In another blow to SAA, Flight Centre said on Thursday that it would no longer be selling tickets aboard the embattled national carrier.
Image: Getty Images

As of midday on Thursday, leading travel retailer Flight Centre stopped selling packages or airline tickets on SAA.

It is another blow to the national carrier, which only just came back online after a weeklong strike.

Flight Centre Travel Group MD for the Middle East and Africa Andrew Stark told SowetanLIVE's sister publication TimesLIVE that the decision came because of the risks associated with SAA at the moment.

He said the “final straw which broke the camel's back” was news on Wednesday that the company's preferred travel insurer Travel Insurance Consultant (TIC) decided that it would not cover passengers using SAA should flights be grounded.

He added that “mixed signals” from government over an SAA bailout also contributed to the uncertainty over the airline's future — and, ultimately, to Flight Centre's risk. The risks were especially high for customers heading into the peak December travel season, where if things went wrong it would be “catastrophic”.

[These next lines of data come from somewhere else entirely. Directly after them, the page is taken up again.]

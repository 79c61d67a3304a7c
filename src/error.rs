use thiserror::Error as ThisError;

/// Errors that can occur while building a logger
#[derive(ThisError, Debug)]
pub enum Error {
    /// I/O operation failed.
    #[error("IO error: {0}")]
    Io(#[from] std::io::Error),
    /// Configuration is invalid.
    #[error("Configuration error: {0}")]
    Config(String),
    /// Initialization failed.
    #[error("Initialization error: {0}")]
    Init(String),
    /// Remote hook could not be set up.
    #[error("Hook error: {0}")]
    Hook(String),
}

/// Result type alias
pub type Result<T> = std::result::Result<T, Error>;
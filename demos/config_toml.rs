//! Example of loading logger configuration from TOML.
//!
//! Run with:
//! ```bash
//! cargo run --example config_toml
//! ```

use serde::Deserialize;
use svclog::{Log, Logger};

const CONFIG: &str = r#"
[log]
service_name = "billing"
environment_name = "staging"
log_level = "debug"
# Leave blank to keep logs local; LOGSTASH_PORT is read when the port is blank
logstash_server = ""

[log.default_fields]
team = "payments"
shard = 3
"#;

#[derive(Deserialize)]
struct Root {
    log: svclog::Config,
}

fn main() -> Result<(), Box<dyn std::error::Error>> {
    let root: Root = toml::from_str(CONFIG)?;
    let logger = Logger::try_new(&root.log)?;

    logger.trace("This is a trace message (not visible at debug)");
    logger.debug("This is a debug message");
    logger.info("This is an info message");
    logger.warn("This is a warning message");
    logger.error("This is an error message");

    Ok(())
}
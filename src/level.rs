use std::fmt;
use std::str::FromStr;

use serde::{Deserialize, Serialize};

use crate::Error;

/// Severity of a log record, ordered from least to most severe.
#[derive(Debug, Clone, Copy, PartialEq, Eq, PartialOrd, Ord, Hash, Serialize, Deserialize)]
#[serde(rename_all = "lowercase")]
pub enum Level {
    Trace,
    Debug,
    Info,
    Warn,
    Error,
    /// Emitted, then the process exits.
    Fatal,
    /// Emitted, then the current thread panics.
    Panic,
}

impl Level {
    /// Every level, least severe first.
    pub const ALL: [Level; 7] = [
        Level::Trace,
        Level::Debug,
        Level::Info,
        Level::Warn,
        Level::Error,
        Level::Fatal,
        Level::Panic,
    ];

    /// Parse `value`, falling back to [`Level::Info`] on anything unrecognised.
    pub fn resolve(value: &str) -> Level {
        value.parse().unwrap_or(Level::Info)
    }

    /// Lowercase name as it appears in output.
    pub fn as_str(&self) -> &'static str {
        match self {
            Level::Trace => "trace",
            Level::Debug => "debug",
            Level::Info => "info",
            Level::Warn => "warning",
            Level::Error => "error",
            Level::Fatal => "fatal",
            Level::Panic => "panic",
        }
    }

    /// Whether a record at `self` passes a `minimum` threshold.
    pub fn is_enabled_for(&self, minimum: Level) -> bool {
        *self >= minimum
    }

    /// Closest `tracing` filter. Fatal and panic collapse to error.
    pub fn to_tracing_filter(self) -> tracing::level_filters::LevelFilter {
        use tracing::level_filters::LevelFilter;
        match self {
            Level::Trace => LevelFilter::TRACE,
            Level::Debug => LevelFilter::DEBUG,
            Level::Info => LevelFilter::INFO,
            Level::Warn => LevelFilter::WARN,
            Level::Error | Level::Fatal | Level::Panic => LevelFilter::ERROR,
        }
    }
}

impl From<tracing::Level> for Level {
    fn from(level: tracing::Level) -> Self {
        match level {
            tracing::Level::TRACE => Level::Trace,
            tracing::Level::DEBUG => Level::Debug,
            tracing::Level::INFO => Level::Info,
            tracing::Level::WARN => Level::Warn,
            _ => Level::Error,
        }
    }
}

impl FromStr for Level {
    type Err = Error;

    fn from_str(s: &str) -> Result<Self, Self::Err> {
        match s.trim().to_ascii_lowercase().as_str() {
            "trace" => Ok(Level::Trace),
            "debug" => Ok(Level::Debug),
            "info" => Ok(Level::Info),
            "warn" | "warning" => Ok(Level::Warn),
            "error" => Ok(Level::Error),
            "fatal" => Ok(Level::Fatal),
            "panic" => Ok(Level::Panic),
            _ => Err(Error::Config(format!("not a valid log level: {:?}", s))),
        }
    }
}

impl fmt::Display for Level {
    fn fmt(&self, f: &mut fmt::Formatter<'_>) -> fmt::Result {
        f.write_str(self.as_str())
    }
}
//! JSON structured logging example.
//!
//! This example demonstrates production output, where every line is a JSON
//! object, and routing `tracing` events through the same logger.

use svclog::{Log, fields};

fn main() -> Result<(), Box<dyn std::error::Error>> {
    let logger = svclog::builder("checkout")
        .with_environment("production")
        .with_level("info")
        .with_default_field("version", env!("CARGO_PKG_VERSION"))
        .try_init()?;

    svclog::init_tracing(&logger)?;

    logger
        .with_fields(fields! { "user_id" => 123, "action" => "login" })
        .info("User logged in");

    tracing::warn!(error_code = 404, "Resource not found");
    tracing::error!(component = "auth", error = "Authentication failed");

    Ok(())
}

“Done our numbers and said put a stop-sale in place,” he said.

“It's indefinite [and took] immediate effect from midday today [Thursday]. Should the financial position of SAA change, and we feel there is no longer a financial risk to ourselves and our customers, we will remove the stop-sale,” Stark said.

Already, all SAA content has been pulled from the Flight Centre website.

“We have consulted with every passenger booked on SAA. They have a choice right now. If they took travel insurance [with TIC] before last night midnight, they will be covered. If not, they will have to look at their own insurance policies they might have. They can cancel their tickets, put in for a refund and look at an alternative carrier,” he said.

Those who wished to stay on SAA could do so, but risk not being covered should the flight not happen.

Stark said the response was “very muted and shocked” when the company informed SAA of its decision.

“But they completely understood where we were coming from. It's a very very sad state of affairs. The reality is that it's business, and we have to take the emotional side of it,” he said.

Attempts to contact SAA on Thursday night were unsuccessful.